I'm glad ones's money coming from own work and time is taxed more than capital income (work of others) so I can have the chance to become part of the few exploiters in this world :))))
every liberal clown ever
(well no, they wouldn't be aware that capital income is the work of others)
Just in case anyone is curious about how it works...
Your entire income isn't taxed at the same rate. Each chunk of your income is taxed differently. The first 11k is taxed at 10%, the next 35k is taxed at 12%, the next 50k is taxed at 22%, and it continues on at different intervals after that. This person believed that going from 44k to 45k would then change their tax bracket and their gross income would be taxed at 22%, thus reducing their net income. This is false. Only the amount over the threshold gets taxed at the higher rate.
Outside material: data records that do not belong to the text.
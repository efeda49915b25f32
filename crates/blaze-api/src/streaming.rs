use std::pin::Pin;
use tokio_stream::Stream;

use crate::{StoreError, Value};

/// Stream of full values at a subscribed path.
///
/// Each item is the complete current value at the path (not a delta). The
/// stream ends when the store terminates the listener; dropping it releases
/// the listener.
pub type ValueStream = Pin<Box<dyn Stream<Item = Result<Value, StoreError>> + Send>>;
//! Email + password credential flows.
//!
//! Inputs are validated locally before the provider is contacted. Provider
//! failures are surfaced unchanged as `GatewayError::Auth`.

use std::sync::OnceLock;

use blaze_api::UserCredential;
use regex_lite::Regex;
use serde::{Deserialize, Serialize};
use tracing::{error, info};

use crate::connection::Connection;
use crate::error::{GatewayError, Result};

pub const MIN_PASSWORD_LENGTH: usize = 6;

fn email_pattern() -> &'static Regex {
    static PATTERN: OnceLock<Regex> = OnceLock::new();
    PATTERN.get_or_init(|| {
        Regex::new(r"^[^\s@]+@[^\s@]+\.[^\s@]+$").expect("email pattern is valid")
    })
}

/// `local@domain.tld` with no whitespace and exactly one `@`.
pub fn validate_email(email: &str) -> bool {
    email_pattern().is_match(email)
}

/// At least six characters.
pub fn validate_password(password: &str) -> bool {
    password.chars().count() >= MIN_PASSWORD_LENGTH
}

fn check_email_password(email: &str, password: &str) -> Result<()> {
    if email.is_empty() || password.is_empty() {
        return Err(GatewayError::validation("Email and password are required"));
    }
    if !validate_email(email) {
        return Err(GatewayError::validation("Invalid email format"));
    }
    check_password(password)
}

fn check_password(password: &str) -> Result<()> {
    if !validate_password(password) {
        return Err(GatewayError::validation(format!(
            "Password must be at least {} characters long",
            MIN_PASSWORD_LENGTH
        )));
    }
    Ok(())
}

/// A credential request as it arrives from scripts or JSON input:
/// `{ "action": "login", "email": ..., "password": ... }`.
#[derive(Debug, Clone, PartialEq, Eq, Serialize, Deserialize)]
#[serde(tag = "action", rename_all = "camelCase")]
pub enum AuthAction {
    Login { email: String, password: String },
    Signup { email: String, password: String },
    Logout,
    #[serde(rename_all = "camelCase")]
    ChangePassword { new_password: String },
}

#[derive(Debug, Clone, PartialEq, Eq)]
pub enum AuthOutcome {
    Credential(UserCredential),
    Done,
}

impl AuthOutcome {
    pub fn into_credential(self) -> Option<UserCredential> {
        match self {
            AuthOutcome::Credential(credential) => Some(credential),
            AuthOutcome::Done => None,
        }
    }
}

/// Credential operations against the connection's auth provider.
#[derive(Clone, Debug)]
pub struct CredentialGateway {
    connection: Connection,
}

impl CredentialGateway {
    pub fn new(connection: Connection) -> Self {
        Self { connection }
    }

    pub async fn login(&self, email: &str, password: &str) -> Result<UserCredential> {
        let auth = self.connection.auth()?;
        check_email_password(email, password)?;

        let credential = auth.sign_in(email, password).await.map_err(|e| {
            error!("Login failed for {}: {}", email, e);
            GatewayError::from(e)
        })?;
        info!("Signed in {}", credential.uid);
        Ok(credential)
    }

    pub async fn signup(&self, email: &str, password: &str) -> Result<UserCredential> {
        let auth = self.connection.auth()?;
        check_email_password(email, password)?;

        let credential = auth.sign_up(email, password).await.map_err(|e| {
            error!("Signup failed for {}: {}", email, e);
            GatewayError::from(e)
        })?;
        info!("Created account {}", credential.uid);
        Ok(credential)
    }

    pub async fn logout(&self) -> Result<()> {
        let auth = self.connection.auth()?;
        auth.sign_out().await?;
        info!("Signed out");
        Ok(())
    }

    /// Change the password of the signed-in user.
    pub async fn change_password(&self, new_password: &str) -> Result<()> {
        let auth = self.connection.auth()?;
        let user = auth
            .current_user()
            .ok_or_else(|| GatewayError::validation("User not found"))?;
        check_password(new_password)?;

        auth.update_password(&user, new_password).await?;
        info!("Changed password for {}", user.uid);
        Ok(())
    }

    pub async fn execute(&self, action: AuthAction) -> Result<AuthOutcome> {
        match action {
            AuthAction::Login { email, password } => self
                .login(&email, &password)
                .await
                .map(AuthOutcome::Credential),
            AuthAction::Signup { email, password } => self
                .signup(&email, &password)
                .await
                .map(AuthOutcome::Credential),
            AuthAction::Logout => self.logout().await.map(|_| AuthOutcome::Done),
            AuthAction::ChangePassword { new_password } => self
                .change_password(&new_password)
                .await
                .map(|_| AuthOutcome::Done),
        }
    }
}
Always take a raise if it benefits you.
Still too many who don't know this, it's best to explain to everyone. I've explained it to my mother several times, and she gets it, but then conveniently forgets about that when discussing politics.
If they receive subsidized benefits like food stamps or quantity for free health benefits, they could lose those though. There's a reason they call it the benefit cliff. My family stayed under that line intentionally for years and when decided to take raises to get out of that cycle, things were worse for a long time.
10k will get you over that hurdle in most cases unless it barely sneaks you over the benefits line. If you shoot past it though, go for it. Thresholds though, I know. Just don't want anyone not taking a raise due to a misread comment.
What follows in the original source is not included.